- [What you have to do]:
Lines from the beginning of the entries up to and including the one with "use crate::fetcher::ModelFetcher;" must be duplicated word for word; leave out all others.

- [Data records]:

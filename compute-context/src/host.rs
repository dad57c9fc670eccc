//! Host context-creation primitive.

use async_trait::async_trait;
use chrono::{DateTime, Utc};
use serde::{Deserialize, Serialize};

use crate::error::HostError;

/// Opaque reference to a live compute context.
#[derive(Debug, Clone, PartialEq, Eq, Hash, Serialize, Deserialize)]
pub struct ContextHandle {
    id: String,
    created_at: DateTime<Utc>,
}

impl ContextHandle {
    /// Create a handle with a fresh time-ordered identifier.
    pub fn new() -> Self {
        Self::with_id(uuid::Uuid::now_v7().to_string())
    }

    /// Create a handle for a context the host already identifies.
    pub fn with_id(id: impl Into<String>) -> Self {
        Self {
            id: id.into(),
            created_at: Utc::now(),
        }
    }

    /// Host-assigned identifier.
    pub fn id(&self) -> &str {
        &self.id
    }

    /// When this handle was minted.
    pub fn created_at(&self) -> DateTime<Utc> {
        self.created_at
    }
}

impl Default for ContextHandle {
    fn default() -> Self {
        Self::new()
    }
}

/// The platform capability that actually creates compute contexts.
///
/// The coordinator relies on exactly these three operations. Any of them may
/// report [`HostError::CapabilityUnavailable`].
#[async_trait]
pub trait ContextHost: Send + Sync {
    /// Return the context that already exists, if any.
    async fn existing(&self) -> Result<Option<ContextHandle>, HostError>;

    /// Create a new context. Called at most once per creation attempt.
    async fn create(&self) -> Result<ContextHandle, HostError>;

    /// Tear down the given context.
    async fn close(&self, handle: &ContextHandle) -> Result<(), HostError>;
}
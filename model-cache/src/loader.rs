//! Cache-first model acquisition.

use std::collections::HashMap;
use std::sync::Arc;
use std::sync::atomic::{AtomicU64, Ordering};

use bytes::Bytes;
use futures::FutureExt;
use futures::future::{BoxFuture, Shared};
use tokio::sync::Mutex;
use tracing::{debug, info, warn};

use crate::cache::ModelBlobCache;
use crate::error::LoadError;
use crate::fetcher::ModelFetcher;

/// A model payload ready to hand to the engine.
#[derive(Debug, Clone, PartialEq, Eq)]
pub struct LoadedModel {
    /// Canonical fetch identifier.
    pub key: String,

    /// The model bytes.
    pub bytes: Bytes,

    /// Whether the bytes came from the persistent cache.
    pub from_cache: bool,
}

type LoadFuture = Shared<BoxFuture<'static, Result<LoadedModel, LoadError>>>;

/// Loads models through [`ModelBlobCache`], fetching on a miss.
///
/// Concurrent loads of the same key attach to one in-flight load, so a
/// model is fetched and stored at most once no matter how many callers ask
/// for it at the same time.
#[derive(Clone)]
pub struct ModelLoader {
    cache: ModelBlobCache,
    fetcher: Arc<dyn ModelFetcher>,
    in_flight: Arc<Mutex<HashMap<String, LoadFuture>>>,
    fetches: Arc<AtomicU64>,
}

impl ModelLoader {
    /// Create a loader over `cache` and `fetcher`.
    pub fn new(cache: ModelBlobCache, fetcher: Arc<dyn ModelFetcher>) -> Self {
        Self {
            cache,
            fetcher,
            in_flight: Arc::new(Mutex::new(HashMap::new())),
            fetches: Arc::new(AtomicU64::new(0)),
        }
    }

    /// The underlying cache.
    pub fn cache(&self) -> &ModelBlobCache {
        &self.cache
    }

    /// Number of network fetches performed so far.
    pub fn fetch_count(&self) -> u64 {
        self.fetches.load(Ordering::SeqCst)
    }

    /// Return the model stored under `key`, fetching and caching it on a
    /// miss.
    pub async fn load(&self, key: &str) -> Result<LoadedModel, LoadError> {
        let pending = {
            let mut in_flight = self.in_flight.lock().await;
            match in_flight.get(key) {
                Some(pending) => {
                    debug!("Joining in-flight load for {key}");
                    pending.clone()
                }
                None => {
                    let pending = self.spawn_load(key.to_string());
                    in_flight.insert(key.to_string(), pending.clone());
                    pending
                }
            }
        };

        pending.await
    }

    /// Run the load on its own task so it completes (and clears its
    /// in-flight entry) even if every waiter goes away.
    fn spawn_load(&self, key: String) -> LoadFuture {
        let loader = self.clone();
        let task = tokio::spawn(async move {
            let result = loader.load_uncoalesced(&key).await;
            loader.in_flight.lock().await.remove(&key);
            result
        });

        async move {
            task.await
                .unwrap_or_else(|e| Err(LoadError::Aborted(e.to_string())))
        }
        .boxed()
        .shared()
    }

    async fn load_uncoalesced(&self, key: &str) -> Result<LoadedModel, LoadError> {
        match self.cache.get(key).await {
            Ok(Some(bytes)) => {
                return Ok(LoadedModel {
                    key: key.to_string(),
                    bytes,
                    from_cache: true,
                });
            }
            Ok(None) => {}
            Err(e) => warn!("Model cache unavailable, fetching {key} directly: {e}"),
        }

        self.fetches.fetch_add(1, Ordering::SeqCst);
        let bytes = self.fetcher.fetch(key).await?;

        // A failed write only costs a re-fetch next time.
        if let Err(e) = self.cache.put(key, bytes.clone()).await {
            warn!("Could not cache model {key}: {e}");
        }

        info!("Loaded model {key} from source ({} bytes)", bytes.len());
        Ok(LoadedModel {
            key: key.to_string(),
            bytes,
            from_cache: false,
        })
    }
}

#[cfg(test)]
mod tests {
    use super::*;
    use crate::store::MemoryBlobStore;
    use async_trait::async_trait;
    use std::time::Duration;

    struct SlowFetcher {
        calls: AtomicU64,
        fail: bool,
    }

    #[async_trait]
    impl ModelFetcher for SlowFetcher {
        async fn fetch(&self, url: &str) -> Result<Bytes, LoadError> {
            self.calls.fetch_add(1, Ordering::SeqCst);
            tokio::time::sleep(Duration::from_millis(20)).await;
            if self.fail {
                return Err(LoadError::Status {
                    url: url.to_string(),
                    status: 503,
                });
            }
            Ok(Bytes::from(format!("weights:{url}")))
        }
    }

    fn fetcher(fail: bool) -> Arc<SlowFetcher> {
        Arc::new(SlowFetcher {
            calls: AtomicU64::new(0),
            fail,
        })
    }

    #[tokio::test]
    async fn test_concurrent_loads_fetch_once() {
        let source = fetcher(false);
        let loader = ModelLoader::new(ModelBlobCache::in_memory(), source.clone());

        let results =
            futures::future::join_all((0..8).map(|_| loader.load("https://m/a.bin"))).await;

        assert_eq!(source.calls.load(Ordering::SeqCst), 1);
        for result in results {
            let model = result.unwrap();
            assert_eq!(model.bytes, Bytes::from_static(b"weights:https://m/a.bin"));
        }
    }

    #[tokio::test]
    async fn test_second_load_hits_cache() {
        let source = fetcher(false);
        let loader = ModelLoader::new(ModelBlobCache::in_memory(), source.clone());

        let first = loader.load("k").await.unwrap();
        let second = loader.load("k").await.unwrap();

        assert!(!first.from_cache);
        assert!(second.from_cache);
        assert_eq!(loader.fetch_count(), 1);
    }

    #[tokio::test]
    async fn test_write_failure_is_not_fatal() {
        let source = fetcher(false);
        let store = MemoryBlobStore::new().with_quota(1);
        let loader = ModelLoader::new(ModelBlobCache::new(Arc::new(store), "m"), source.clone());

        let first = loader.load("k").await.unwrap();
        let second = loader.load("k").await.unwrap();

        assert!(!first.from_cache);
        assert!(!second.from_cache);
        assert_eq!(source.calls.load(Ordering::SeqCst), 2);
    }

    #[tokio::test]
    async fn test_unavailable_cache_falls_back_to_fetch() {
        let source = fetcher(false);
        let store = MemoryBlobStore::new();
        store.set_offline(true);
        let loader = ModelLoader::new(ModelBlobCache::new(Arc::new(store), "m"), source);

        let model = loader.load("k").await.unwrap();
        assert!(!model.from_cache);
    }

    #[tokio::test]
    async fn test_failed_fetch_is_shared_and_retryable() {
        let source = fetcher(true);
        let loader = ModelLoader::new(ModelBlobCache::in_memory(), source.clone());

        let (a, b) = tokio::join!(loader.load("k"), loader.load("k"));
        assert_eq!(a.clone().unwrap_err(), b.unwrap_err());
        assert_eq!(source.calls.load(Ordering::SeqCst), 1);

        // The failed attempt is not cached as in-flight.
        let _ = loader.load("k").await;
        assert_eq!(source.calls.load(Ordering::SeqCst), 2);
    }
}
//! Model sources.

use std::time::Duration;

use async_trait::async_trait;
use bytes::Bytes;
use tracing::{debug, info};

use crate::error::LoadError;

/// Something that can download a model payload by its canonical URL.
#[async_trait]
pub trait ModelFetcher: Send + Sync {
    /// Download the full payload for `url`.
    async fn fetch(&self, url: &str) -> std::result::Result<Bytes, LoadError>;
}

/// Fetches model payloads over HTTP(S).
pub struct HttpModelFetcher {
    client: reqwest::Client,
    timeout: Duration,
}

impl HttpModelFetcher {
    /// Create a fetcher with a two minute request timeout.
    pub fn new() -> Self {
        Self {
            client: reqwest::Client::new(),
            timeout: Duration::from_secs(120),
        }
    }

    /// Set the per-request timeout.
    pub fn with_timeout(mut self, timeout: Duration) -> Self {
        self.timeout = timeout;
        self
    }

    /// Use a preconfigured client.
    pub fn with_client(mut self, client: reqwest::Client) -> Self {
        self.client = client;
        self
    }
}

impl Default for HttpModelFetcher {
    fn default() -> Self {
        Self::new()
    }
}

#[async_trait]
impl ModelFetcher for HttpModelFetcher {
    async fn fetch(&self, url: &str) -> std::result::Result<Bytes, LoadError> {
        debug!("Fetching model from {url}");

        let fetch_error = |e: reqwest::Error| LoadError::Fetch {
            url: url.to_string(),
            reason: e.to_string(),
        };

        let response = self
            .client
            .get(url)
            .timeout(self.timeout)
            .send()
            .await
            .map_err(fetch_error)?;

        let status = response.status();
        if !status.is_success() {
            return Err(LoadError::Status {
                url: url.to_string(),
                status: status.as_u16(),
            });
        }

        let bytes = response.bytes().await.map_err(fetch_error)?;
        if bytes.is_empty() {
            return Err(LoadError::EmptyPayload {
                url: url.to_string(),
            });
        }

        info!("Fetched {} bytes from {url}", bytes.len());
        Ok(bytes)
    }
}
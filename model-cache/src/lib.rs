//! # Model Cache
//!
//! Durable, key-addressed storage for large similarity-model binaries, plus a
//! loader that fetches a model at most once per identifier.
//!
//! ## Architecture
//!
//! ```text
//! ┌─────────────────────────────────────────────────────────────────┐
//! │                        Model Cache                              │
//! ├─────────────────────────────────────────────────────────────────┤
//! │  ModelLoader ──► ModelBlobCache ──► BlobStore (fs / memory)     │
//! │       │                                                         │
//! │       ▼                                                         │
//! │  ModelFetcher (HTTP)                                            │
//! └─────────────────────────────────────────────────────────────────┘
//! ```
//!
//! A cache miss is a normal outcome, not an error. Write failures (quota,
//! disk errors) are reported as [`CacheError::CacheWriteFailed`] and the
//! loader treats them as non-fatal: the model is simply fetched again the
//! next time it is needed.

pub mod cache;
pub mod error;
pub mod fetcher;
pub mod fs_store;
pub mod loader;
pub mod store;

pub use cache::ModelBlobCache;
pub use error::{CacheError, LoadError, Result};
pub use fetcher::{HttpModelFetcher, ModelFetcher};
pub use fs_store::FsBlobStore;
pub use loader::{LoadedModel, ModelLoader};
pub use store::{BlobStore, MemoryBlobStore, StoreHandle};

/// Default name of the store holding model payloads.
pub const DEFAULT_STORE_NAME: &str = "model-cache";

- [Exercise result]:
filename compute-context/src/host.rs
repository dad57c9fc670eccc
//! Host context-creation primitive.

use async_trait::async_trait;
use chrono::{DateTime, Utc};
use serde::{Deserialize, Serialize};

use crate::error::HostError;

/// Opaque reference to a live compute context.
#[derive(Debug, Clone, PartialEq, Eq, Hash, Serialize, Deserialize)]
pub struct ContextHandle {
    id: String,
    created_at: DateTime<Utc>,
}

impl ContextHandle {
    /// Create a handle with a fresh time-ordered identifier.
    pub fn new() -> Self {
        Self::with_id(uuid::Uuid::now_v7().to_string())
    }

    /// Create a handle for a context the host already identifies.
    pub fn with_id(id: impl Into<String>) -> Self {
        Self {
            id: id.into(),
            created_at: Utc::now(),
        }
    }

    /// Host-assigned identifier.
    pub fn id(&self) -> &str {
        &self.id
    }

    /// When this handle was minted.
    pub fn created_at(&self) -> DateTime<Utc> {
        self.created_at
    }
}

impl Default for ContextHandle {
    fn default() -> Self {
        Self::new()
    }
}

/// The platform capability that actually creates compute contexts.
///
/// The coordinator relies on exactly these three operations. Any of them may
/// report [`HostError::CapabilityUnavailable`].
#[async_trait]
pub trait ContextHost: Send + Sync {
    /// Return the context that already exists, if any.
    async fn existing(&self) -> Result<Option<ContextHandle>, HostError>;

    /// Create a new context. Called at most once per creation attempt.
    async fn create(&self) -> Result<ContextHandle, HostError>;

    /// Tear down the given context.
    async fn close(&self, handle: &ContextHandle) -> Result<(), HostError>;
}
filename model-cache/src/loader.rs
//! Cache-first model acquisition.

use std::collections::HashMap;
use std::sync::Arc;
use std::sync::atomic::{AtomicU64, Ordering};

use bytes::Bytes;
use futures::FutureExt;
use futures::future::{BoxFuture, Shared};
use tokio::sync::Mutex;
use tracing::{debug, info, warn};

use crate::cache::ModelBlobCache;
use crate::error::LoadError;
use crate::fetcher::ModelFetcher;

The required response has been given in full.